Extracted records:
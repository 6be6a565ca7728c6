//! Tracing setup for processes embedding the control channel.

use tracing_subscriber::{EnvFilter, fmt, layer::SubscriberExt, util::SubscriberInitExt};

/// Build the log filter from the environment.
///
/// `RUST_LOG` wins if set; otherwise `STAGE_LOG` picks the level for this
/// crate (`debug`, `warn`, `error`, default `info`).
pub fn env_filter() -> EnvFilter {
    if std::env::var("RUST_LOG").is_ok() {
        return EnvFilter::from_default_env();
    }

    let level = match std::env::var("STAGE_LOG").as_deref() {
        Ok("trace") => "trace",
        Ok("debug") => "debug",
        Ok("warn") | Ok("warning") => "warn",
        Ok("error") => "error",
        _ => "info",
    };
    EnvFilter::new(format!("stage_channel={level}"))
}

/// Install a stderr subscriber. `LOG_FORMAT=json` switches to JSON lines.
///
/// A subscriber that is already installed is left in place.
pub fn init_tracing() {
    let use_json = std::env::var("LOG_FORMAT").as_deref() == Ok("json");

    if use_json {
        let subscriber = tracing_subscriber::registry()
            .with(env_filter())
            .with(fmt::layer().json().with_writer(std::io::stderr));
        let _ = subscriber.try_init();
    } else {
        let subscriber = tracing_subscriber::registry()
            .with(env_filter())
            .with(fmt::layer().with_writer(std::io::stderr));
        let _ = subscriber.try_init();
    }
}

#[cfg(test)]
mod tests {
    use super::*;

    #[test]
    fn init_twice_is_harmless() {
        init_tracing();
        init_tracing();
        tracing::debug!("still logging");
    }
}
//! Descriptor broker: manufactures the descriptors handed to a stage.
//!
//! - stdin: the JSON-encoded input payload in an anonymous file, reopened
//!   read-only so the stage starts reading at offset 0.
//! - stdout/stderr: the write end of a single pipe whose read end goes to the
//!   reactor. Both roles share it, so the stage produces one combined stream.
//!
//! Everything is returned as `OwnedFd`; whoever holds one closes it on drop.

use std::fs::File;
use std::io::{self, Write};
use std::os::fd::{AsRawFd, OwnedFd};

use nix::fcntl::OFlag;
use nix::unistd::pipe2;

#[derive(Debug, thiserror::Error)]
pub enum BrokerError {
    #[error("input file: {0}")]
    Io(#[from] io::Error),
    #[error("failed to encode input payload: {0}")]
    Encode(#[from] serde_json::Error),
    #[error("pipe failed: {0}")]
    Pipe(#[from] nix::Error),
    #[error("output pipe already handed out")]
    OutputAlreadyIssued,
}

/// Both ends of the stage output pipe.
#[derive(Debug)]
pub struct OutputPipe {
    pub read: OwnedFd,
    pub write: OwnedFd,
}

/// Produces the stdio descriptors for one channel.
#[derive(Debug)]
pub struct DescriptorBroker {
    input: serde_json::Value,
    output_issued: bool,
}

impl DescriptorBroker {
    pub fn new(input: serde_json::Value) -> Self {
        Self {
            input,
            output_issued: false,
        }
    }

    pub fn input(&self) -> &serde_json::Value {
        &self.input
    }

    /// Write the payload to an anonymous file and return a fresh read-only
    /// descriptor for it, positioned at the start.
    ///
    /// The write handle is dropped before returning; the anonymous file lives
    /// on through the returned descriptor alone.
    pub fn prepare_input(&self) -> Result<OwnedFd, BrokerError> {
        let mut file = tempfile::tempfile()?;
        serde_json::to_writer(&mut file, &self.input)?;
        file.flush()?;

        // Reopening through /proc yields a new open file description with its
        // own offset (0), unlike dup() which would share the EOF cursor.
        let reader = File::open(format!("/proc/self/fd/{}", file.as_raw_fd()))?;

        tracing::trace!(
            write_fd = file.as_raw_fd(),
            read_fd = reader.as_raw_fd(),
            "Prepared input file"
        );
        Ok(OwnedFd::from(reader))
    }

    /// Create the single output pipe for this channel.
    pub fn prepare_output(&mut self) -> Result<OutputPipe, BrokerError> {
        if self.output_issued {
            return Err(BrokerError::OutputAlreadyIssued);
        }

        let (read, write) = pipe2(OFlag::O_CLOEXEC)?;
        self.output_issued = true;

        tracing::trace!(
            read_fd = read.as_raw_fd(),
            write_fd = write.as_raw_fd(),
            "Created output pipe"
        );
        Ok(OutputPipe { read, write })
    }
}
--
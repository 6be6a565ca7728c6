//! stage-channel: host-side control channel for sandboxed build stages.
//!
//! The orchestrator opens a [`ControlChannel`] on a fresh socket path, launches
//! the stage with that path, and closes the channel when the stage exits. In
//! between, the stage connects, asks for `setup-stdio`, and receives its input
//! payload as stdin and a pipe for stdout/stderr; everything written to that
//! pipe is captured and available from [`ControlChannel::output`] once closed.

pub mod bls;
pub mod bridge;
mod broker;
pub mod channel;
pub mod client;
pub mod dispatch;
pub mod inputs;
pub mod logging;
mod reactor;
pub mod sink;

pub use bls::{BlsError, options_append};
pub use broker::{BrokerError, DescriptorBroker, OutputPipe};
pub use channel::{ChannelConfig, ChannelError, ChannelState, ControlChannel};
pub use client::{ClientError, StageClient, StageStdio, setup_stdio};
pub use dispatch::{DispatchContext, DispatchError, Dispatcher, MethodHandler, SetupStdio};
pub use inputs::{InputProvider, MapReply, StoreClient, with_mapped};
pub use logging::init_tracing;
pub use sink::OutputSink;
...
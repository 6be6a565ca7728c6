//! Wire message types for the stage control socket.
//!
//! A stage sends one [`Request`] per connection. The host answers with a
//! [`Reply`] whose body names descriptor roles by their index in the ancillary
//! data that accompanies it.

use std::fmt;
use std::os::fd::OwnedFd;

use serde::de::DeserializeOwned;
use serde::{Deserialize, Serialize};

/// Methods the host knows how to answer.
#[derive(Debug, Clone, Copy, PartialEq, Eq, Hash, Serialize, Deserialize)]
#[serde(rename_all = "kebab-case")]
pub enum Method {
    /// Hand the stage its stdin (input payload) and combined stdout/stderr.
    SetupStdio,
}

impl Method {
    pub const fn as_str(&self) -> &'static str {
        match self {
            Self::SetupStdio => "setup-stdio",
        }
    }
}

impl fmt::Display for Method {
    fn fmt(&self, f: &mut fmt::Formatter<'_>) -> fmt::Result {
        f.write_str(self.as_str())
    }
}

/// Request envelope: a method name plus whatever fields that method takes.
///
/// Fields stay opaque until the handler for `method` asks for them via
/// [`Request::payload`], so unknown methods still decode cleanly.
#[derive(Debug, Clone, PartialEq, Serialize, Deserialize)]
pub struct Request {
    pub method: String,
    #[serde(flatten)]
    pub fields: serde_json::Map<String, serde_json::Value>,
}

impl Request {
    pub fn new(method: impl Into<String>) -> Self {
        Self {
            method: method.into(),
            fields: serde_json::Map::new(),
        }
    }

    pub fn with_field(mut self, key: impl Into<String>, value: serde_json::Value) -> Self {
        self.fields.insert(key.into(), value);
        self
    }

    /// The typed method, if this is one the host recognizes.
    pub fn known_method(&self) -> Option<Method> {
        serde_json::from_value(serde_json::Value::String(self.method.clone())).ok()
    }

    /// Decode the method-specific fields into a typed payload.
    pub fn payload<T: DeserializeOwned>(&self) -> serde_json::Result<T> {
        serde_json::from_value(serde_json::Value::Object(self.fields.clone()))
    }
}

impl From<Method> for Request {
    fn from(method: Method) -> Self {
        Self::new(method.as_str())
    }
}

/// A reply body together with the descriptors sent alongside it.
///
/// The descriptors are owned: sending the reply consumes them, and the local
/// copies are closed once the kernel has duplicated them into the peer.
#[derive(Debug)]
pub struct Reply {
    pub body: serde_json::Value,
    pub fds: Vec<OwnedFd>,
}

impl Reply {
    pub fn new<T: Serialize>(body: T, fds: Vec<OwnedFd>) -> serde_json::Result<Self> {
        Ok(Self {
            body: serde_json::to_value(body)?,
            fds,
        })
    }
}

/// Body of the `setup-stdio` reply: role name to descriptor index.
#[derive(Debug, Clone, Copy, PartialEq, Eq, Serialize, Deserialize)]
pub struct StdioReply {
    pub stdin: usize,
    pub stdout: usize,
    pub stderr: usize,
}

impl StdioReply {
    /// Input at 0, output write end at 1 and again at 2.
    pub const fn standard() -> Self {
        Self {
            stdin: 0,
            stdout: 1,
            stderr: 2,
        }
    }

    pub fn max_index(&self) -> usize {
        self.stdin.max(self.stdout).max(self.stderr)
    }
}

WHAT YOU SHOULD DO:
In the data above, retype exactly and only the lines between the one holding "pub mod inputs;" and the one holding "pub use sink::OutputSink;", inclusive.

ANSWER FOR THE TASK:
pub mod inputs;
pub mod logging;
mod reactor;
pub mod sink;

pub use bls::{BlsError, options_append};
pub use broker::{BrokerError, DescriptorBroker, OutputPipe};
pub use channel::{ChannelConfig, ChannelError, ChannelState, ControlChannel};
pub use client::{ClientError, StageClient, StageStdio, setup_stdio};
pub use dispatch::{DispatchContext, DispatchError, Dispatcher, MethodHandler, SetupStdio};
pub use inputs::{InputProvider, MapReply, StoreClient, with_mapped};
pub use logging::init_tracing;
pub use sink::OutputSink;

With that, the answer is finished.